### RECORD EXTRACTS:
use crate::{ObservationSource, UpdateType};
use std::fmt::{Display, Error, Formatter};

impl UpdateType {
    /// True for the semantics that interpret profiles as time series.
    pub fn is_time_series(self) -> bool {
        self != UpdateType::SteadyState
    }
}

impl Display for UpdateType {
    fn fmt(&self, f: &mut Formatter) -> Result<(), Error> {
        let name = match self {
            UpdateType::SteadyState => "steady-state",
            UpdateType::Synchronous => "synchronous",
            UpdateType::Asynchronous => "asynchronous",
            UpdateType::Complete => "complete",
        };
        write!(f, "{}", name)
    }
}

impl ObservationSource {
    pub fn new(name: &str, update: UpdateType) -> ObservationSource {
        ObservationSource {
            name: name.to_string(),
            update,
        }
    }

    pub fn get_name(&self) -> &str {
        &self.name
    }

    pub fn get_update(&self) -> UpdateType {
        self.update
    }
}
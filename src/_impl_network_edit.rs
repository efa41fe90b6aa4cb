use crate::{BooleanFunction, Edge, Network, NetworkEdit, NodeId, Sign};
use std::ops::{Deref, DerefMut};

/// **(internal)** One recorded modification, stored together with what is needed to undo it.
#[derive(Clone, Debug)]
pub(crate) enum EditAction {
    Added(NodeId, NodeId),
    Removed(Edge),
    Flipped(NodeId, NodeId),
    Function(NodeId, BooleanFunction),
}

impl Network {
    /// Start a transaction over this network. Modifications made through the returned
    /// guard are reverted once the guard is dropped.
    pub fn edit(&mut self) -> NetworkEdit<'_> {
        NetworkEdit {
            network: self,
            undo: Vec::new(),
        }
    }
}

impl<'a> NetworkEdit<'a> {
    /// Add a new `source -> target` edge. See `Network::add_edge`.
    pub fn add_edge(&mut self, source: NodeId, target: NodeId, sign: Sign) -> Result<(), String> {
        self.network.add_edge(source, target, sign)?;
        self.undo.push(EditAction::Added(source, target));
        Ok(())
    }

    /// Remove the `source -> target` edge. See `Network::remove_edge`.
    pub fn remove_edge(&mut self, source: NodeId, target: NodeId) -> Result<Edge, String> {
        let edge = self.network.remove_edge(source, target)?;
        self.undo.push(EditAction::Removed(edge));
        Ok(edge)
    }

    /// Invert the sign of the `source -> target` edge. See `Network::flip_edge`.
    pub fn flip_edge(&mut self, source: NodeId, target: NodeId) -> Result<Edge, String> {
        let edge = self.network.flip_edge(source, target)?;
        self.undo.push(EditAction::Flipped(source, target));
        Ok(edge)
    }

    /// Swap the function of `node`, returning the previous one.
    pub fn set_function(&mut self, node: NodeId, function: BooleanFunction) -> BooleanFunction {
        let previous = self.network.set_function(node, function);
        self.undo
            .push(EditAction::Function(node, previous.clone()));
        previous
    }

    /// The number of modifications that would be reverted by `rollback`.
    pub fn num_changes(&self) -> usize {
        self.undo.len()
    }

    /// Revert all modifications recorded so far, in reverse order. The guard stays usable.
    pub fn rollback(&mut self) {
        while let Some(action) = self.undo.pop() {
            match action {
                EditAction::Added(source, target) => {
                    self.network.take_edge(source, target);
                }
                EditAction::Removed(edge) => {
                    self.network.insert_edge(edge);
                }
                EditAction::Flipped(source, target) => {
                    // The edge was flipped by this guard and all later modifications
                    // are already reverted, so it still exists.
                    let flipped = self.network.flip_edge(source, target);
                    debug_assert!(flipped.is_ok());
                }
                EditAction::Function(node, function) => {
                    self.network.set_function(node, function);
                }
            }
        }
    }

    /// Keep all modifications made through this guard.
    pub fn commit(mut self) {
        self.undo.clear();
    }
}

impl Deref for NetworkEdit<'_> {
    type Target = Network;

    fn deref(&self) -> &Network {
        self.network
    }
}

impl DerefMut for NetworkEdit<'_> {
    fn deref_mut(&mut self) -> &mut Network {
        self.network
    }
}

impl Drop for NetworkEdit<'_> {
    fn drop(&mut self) {
        self.rollback();
    }
}

#[cfg(test)]
mod tests {
    use crate::{BooleanFunction, Network, Sign};
    use pretty_assertions::assert_eq;

    fn network() -> Network {
        let mut network = Network::new();
        let a = network.add_node("a").unwrap();
        let b = network.add_node("b").unwrap();
        let c = network.add_node("c").unwrap();
        network.add_edge(a, c, Sign::Positive).unwrap();
        network.add_edge(b, c, Sign::Negative).unwrap();
        network.set_fixed(b, c, true).unwrap();
        network.add_regulator_to_term(c, 1, a).unwrap();
        network.add_regulator_to_term(c, 2, b).unwrap();
        network
    }

    #[test]
    fn test_edit_is_reverted_on_drop() {
        let mut network = network();
        let original = network.clone();
        let a = network.find_node("a").unwrap();
        let b = network.find_node("b").unwrap();
        let c = network.find_node("c").unwrap();
        {
            let mut edit = network.edit();
            edit.remove_edge(b, c).unwrap();
            edit.flip_edge(a, c).unwrap();
            edit.add_edge(c, c, Sign::Positive).unwrap();
            edit.add_edge(b, c, Sign::Positive).unwrap();
            edit.set_function(c, BooleanFunction::disjunction(c, &[a, b, c]));
            assert!(edit.add_edge(a, c, Sign::Positive).is_err());
            assert_eq!(5, edit.num_changes());
            assert_eq!(&[a, b, c], edit.regulators(c));
            assert_eq!(3, edit.get_function(c).num_regulators());
        }
        assert_eq!(original.edges(), network.edges());
        assert_eq!(original.regulators(c), network.regulators(c));
        assert!(network.find_edge(b, c).unwrap().is_fixed());
        assert_eq!(original.get_function(c), network.get_function(c));
    }

    #[test]
    fn test_nested_edits() {
        let mut network = network();
        let original = network.clone();
        let a = network.find_node("a").unwrap();
        let c = network.find_node("c").unwrap();
        let mut outer = network.edit();
        outer.remove_edge(a, c).unwrap();
        {
            let mut inner = outer.edit();
            inner.add_edge(a, c, Sign::Negative).unwrap();
            assert_eq!(Sign::Negative, inner.find_edge(a, c).unwrap().get_sign());
        }
        assert!(outer.find_edge(a, c).is_none());
        outer.rollback();
        assert_eq!(0, outer.num_changes());
        drop(outer);
        assert_eq!(original.edges(), network.edges());
    }

    #[test]
    fn test_rollback_of_repeated_flips() {
        let mut network = network();
        let a = network.find_node("a").unwrap();
        let b = network.find_node("b").unwrap();
        let c = network.find_node("c").unwrap();
        let mut edit = network.edit();
        edit.flip_edge(a, c).unwrap();
        edit.flip_edge(b, c).unwrap();
        edit.flip_edge(a, c).unwrap();
        assert_eq!(Sign::Positive, edit.find_edge(a, c).unwrap().get_sign());
        assert_eq!(Sign::Positive, edit.find_edge(b, c).unwrap().get_sign());
        edit.rollback();
        assert_eq!(0, edit.num_changes());
        assert_eq!(Sign::Positive, edit.find_edge(a, c).unwrap().get_sign());
        assert_eq!(Sign::Negative, edit.find_edge(b, c).unwrap().get_sign());
    }

    #[test]
    fn test_commit_keeps_changes() {
        let mut network = network();
        let a = network.find_node("a").unwrap();
        let c = network.find_node("c").unwrap();
        let mut edit = network.edit();
        edit.flip_edge(a, c).unwrap();
        edit.commit();
        assert_eq!(Sign::Negative, network.find_edge(a, c).unwrap().get_sign());
    }
}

### PROBLEM STATEMENT:
Copy out all lines above that include the string "through".

### ANSWER:
    /// Start a transaction over this network. Modifications made through the returned
    /// Keep all modifications made through this guard.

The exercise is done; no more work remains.